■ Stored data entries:

-------------------------

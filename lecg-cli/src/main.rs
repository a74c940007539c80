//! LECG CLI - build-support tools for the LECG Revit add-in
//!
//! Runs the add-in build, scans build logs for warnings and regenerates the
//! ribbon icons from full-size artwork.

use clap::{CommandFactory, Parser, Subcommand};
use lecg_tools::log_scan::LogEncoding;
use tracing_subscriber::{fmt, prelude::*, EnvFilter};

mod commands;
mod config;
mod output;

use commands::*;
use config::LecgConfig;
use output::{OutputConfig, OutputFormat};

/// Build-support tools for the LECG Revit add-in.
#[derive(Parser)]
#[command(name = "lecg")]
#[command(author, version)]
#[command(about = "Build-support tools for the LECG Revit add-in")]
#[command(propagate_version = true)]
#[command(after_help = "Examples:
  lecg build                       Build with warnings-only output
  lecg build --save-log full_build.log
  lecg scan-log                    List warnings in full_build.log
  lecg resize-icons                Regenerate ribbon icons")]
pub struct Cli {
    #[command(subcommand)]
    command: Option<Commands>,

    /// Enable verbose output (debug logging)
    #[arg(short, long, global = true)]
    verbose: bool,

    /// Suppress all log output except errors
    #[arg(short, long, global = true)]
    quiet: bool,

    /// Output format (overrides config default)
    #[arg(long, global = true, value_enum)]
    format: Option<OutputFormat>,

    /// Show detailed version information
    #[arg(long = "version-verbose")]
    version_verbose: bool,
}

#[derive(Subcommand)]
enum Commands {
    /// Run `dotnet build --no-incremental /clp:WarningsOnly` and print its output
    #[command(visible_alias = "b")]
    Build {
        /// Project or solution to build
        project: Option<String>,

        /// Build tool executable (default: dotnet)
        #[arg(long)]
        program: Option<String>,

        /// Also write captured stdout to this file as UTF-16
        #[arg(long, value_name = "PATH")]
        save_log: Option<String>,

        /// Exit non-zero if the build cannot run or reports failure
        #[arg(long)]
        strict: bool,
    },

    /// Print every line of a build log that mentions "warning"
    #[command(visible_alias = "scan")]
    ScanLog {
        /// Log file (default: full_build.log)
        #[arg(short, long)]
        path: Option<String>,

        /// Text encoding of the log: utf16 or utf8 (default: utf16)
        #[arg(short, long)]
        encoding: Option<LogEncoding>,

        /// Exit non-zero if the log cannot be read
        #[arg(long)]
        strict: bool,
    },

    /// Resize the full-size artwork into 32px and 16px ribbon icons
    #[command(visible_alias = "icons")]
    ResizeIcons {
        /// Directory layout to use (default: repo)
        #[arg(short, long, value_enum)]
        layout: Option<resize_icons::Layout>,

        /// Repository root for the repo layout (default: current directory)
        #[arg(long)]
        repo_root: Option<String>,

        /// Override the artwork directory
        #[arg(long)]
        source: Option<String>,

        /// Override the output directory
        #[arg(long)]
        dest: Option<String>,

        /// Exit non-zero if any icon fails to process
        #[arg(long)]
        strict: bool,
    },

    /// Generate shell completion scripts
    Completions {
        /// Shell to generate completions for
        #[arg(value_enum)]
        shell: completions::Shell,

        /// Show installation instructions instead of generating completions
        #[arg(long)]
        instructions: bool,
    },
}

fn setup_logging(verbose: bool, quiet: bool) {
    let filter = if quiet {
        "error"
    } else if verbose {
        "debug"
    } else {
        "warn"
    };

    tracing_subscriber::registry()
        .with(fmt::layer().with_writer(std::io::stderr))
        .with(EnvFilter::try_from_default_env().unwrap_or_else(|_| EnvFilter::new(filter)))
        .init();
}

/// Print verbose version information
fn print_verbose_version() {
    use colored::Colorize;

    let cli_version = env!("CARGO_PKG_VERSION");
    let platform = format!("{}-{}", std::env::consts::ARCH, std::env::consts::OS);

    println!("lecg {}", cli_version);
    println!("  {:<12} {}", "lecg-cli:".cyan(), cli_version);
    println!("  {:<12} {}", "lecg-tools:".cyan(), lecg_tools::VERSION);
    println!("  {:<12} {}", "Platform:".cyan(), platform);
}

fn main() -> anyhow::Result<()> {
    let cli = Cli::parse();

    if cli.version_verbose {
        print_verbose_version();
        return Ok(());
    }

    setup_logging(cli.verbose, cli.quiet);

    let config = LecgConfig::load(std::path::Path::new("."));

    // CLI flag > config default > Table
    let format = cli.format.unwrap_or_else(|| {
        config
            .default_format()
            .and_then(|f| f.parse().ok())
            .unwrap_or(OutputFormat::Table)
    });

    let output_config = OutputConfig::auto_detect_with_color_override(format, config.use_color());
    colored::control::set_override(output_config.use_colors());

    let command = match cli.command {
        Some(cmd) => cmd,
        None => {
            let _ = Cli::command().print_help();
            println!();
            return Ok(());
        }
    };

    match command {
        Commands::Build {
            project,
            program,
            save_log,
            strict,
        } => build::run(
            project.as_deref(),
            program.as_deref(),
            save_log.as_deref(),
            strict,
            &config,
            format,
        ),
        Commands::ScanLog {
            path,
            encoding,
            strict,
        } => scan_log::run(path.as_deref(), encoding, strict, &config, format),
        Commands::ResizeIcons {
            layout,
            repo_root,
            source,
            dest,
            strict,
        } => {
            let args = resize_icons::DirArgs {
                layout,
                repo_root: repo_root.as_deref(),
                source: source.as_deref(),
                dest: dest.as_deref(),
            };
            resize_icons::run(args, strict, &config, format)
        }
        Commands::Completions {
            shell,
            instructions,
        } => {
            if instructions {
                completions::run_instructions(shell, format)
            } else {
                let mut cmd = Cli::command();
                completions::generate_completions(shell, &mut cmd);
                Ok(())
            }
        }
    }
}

-------------------------

■ What the task asks:
Wherever the string "program" occurs in the records above, copy that line.

■ Task result:
        program: Option<String>,
            program,
            program.as_deref(),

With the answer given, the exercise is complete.